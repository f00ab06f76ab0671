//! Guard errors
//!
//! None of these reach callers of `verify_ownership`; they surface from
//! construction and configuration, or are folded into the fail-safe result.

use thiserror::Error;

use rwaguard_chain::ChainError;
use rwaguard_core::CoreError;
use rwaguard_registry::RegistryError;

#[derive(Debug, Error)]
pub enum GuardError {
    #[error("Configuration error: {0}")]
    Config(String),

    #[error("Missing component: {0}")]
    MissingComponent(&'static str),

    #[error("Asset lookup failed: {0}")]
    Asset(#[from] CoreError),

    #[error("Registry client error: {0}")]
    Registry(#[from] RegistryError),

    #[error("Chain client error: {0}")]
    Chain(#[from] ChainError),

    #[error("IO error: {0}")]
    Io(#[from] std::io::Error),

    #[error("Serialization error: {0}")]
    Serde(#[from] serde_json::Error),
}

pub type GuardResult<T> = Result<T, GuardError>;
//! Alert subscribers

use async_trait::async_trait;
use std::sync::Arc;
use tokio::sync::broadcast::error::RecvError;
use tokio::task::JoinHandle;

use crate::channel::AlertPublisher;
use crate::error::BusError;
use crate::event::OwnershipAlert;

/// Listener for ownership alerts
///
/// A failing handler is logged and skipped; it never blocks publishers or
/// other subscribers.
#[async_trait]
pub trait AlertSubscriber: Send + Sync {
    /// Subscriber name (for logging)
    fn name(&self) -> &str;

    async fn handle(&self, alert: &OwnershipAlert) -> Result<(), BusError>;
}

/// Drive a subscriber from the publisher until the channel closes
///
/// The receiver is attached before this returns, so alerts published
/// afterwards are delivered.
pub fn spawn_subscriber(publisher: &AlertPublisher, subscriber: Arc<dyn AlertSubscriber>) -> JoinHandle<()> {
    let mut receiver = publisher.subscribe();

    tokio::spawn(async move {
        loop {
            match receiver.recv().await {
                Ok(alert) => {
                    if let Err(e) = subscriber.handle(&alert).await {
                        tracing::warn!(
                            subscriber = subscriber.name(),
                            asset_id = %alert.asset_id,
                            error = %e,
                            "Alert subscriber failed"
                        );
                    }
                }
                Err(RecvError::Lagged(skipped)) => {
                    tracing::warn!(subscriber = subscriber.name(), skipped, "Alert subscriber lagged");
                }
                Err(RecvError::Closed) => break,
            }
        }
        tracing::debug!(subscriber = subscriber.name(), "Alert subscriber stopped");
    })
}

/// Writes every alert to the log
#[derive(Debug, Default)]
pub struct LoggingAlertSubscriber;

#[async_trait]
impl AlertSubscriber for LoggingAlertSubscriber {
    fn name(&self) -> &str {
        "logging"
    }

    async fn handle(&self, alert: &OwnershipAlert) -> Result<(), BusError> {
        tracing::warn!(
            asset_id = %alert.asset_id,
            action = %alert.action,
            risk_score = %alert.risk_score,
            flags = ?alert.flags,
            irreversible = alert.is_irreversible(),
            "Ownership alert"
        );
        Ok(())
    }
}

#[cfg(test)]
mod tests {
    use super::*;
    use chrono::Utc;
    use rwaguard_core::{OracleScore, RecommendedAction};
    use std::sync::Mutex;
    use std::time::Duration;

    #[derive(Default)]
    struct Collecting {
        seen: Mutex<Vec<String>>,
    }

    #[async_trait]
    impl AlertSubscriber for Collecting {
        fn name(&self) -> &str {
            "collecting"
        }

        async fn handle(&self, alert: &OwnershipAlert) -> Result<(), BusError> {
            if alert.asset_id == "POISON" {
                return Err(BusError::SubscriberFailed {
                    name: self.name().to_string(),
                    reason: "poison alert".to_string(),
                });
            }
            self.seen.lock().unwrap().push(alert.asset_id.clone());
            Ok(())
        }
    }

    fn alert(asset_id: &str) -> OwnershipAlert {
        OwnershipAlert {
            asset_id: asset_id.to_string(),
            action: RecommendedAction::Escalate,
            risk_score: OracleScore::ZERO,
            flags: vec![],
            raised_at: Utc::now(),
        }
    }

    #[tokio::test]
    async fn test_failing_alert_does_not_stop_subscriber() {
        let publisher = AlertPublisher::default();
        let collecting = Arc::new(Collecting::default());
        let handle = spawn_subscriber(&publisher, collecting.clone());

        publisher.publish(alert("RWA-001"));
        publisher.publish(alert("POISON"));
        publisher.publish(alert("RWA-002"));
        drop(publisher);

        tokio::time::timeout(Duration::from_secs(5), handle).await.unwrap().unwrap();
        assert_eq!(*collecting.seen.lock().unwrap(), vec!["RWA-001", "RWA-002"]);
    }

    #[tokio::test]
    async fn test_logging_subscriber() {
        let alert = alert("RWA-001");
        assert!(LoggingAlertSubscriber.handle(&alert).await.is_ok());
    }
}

• • •

- WHAT TO DO: Print the data in full, with each line exactly as given.

- TASK OUTPUT:
repository f00ab06f76ab0671
//! Guard errors
//!
//! None of these reach callers of `verify_ownership`; they surface from
//! construction and configuration, or are folded into the fail-safe result.

use thiserror::Error;

use rwaguard_chain::ChainError;
use rwaguard_core::CoreError;
use rwaguard_registry::RegistryError;

#[derive(Debug, Error)]
pub enum GuardError {
    #[error("Configuration error: {0}")]
    Config(String),

    #[error("Missing component: {0}")]
    MissingComponent(&'static str),

    #[error("Asset lookup failed: {0}")]
    Asset(#[from] CoreError),

    #[error("Registry client error: {0}")]
    Registry(#[from] RegistryError),

    #[error("Chain client error: {0}")]
    Chain(#[from] ChainError),

    #[error("IO error: {0}")]
    Io(#[from] std::io::Error),

    #[error("Serialization error: {0}")]
    Serde(#[from] serde_json::Error),
}

pub type GuardResult<T> = Result<T, GuardError>;
//! Alert subscribers

use async_trait::async_trait;
use std::sync::Arc;
use tokio::sync::broadcast::error::RecvError;
use tokio::task::JoinHandle;

use crate::channel::AlertPublisher;
use crate::error::BusError;
use crate::event::OwnershipAlert;

/// Listener for ownership alerts
///
/// A failing handler is logged and skipped; it never blocks publishers or
/// other subscribers.
#[async_trait]
pub trait AlertSubscriber: Send + Sync {
    /// Subscriber name (for logging)
    fn name(&self) -> &str;

    async fn handle(&self, alert: &OwnershipAlert) -> Result<(), BusError>;
}

/// Drive a subscriber from the publisher until the channel closes
///
/// The receiver is attached before this returns, so alerts published
/// afterwards are delivered.
pub fn spawn_subscriber(publisher: &AlertPublisher, subscriber: Arc<dyn AlertSubscriber>) -> JoinHandle<()> {
    let mut receiver = publisher.subscribe();

    tokio::spawn(async move {
        loop {
            match receiver.recv().await {
                Ok(alert) => {
                    if let Err(e) = subscriber.handle(&alert).await {
                        tracing::warn!(
                            subscriber = subscriber.name(),
                            asset_id = %alert.asset_id,
                            error = %e,
                            "Alert subscriber failed"
                        );
                    }
                }
                Err(RecvError::Lagged(skipped)) => {
                    tracing::warn!(subscriber = subscriber.name(), skipped, "Alert subscriber lagged");
                }
                Err(RecvError::Closed) => break,
            }
        }
        tracing::debug!(subscriber = subscriber.name(), "Alert subscriber stopped");
    })
}

/// Writes every alert to the log
#[derive(Debug, Default)]
pub struct LoggingAlertSubscriber;

#[async_trait]
impl AlertSubscriber for LoggingAlertSubscriber {
    fn name(&self) -> &str {
        "logging"
    }

    async fn handle(&self, alert: &OwnershipAlert) -> Result<(), BusError> {
        tracing::warn!(
            asset_id = %alert.asset_id,
            action = %alert.action,
            risk_score = %alert.risk_score,
            flags = ?alert.flags,
            irreversible = alert.is_irreversible(),
            "Ownership alert"
        );
        Ok(())
    }
}

#[cfg(test)]
mod tests {
    use super::*;
    use chrono::Utc;
    use rwaguard_core::{OracleScore, RecommendedAction};
    use std::sync::Mutex;
    use std::time::Duration;

    #[derive(Default)]
    struct Collecting {
        seen: Mutex<Vec<String>>,
    }

    #[async_trait]
    impl AlertSubscriber for Collecting {
        fn name(&self) -> &str {
            "collecting"
        }

        async fn handle(&self, alert: &OwnershipAlert) -> Result<(), BusError> {
            if alert.asset_id == "POISON" {
                return Err(BusError::SubscriberFailed {
                    name: self.name().to_string(),
                    reason: "poison alert".to_string(),
                });
            }
            self.seen.lock().unwrap().push(alert.asset_id.clone());
            Ok(())
        }
    }

    fn alert(asset_id: &str) -> OwnershipAlert {
        OwnershipAlert {
            asset_id: asset_id.to_string(),
            action: RecommendedAction::Escalate,
            risk_score: OracleScore::ZERO,
            flags: vec![],
            raised_at: Utc::now(),
        }
    }

    #[tokio::test]
    async fn test_failing_alert_does_not_stop_subscriber() {
        let publisher = AlertPublisher::default();
        let collecting = Arc::new(Collecting::default());
        let handle = spawn_subscriber(&publisher, collecting.clone());

        publisher.publish(alert("RWA-001"));
        publisher.publish(alert("POISON"));
        publisher.publish(alert("RWA-002"));
        drop(publisher);

        tokio::time::timeout(Duration::from_secs(5), handle).await.unwrap().unwrap();
        assert_eq!(*collecting.seen.lock().unwrap(), vec!["RWA-001", "RWA-002"]);
    }

    #[tokio::test]
    async fn test_logging_subscriber() {
        let alert = alert("RWA-001");
        assert!(LoggingAlertSubscriber.handle(&alert).await.is_ok());
    }
}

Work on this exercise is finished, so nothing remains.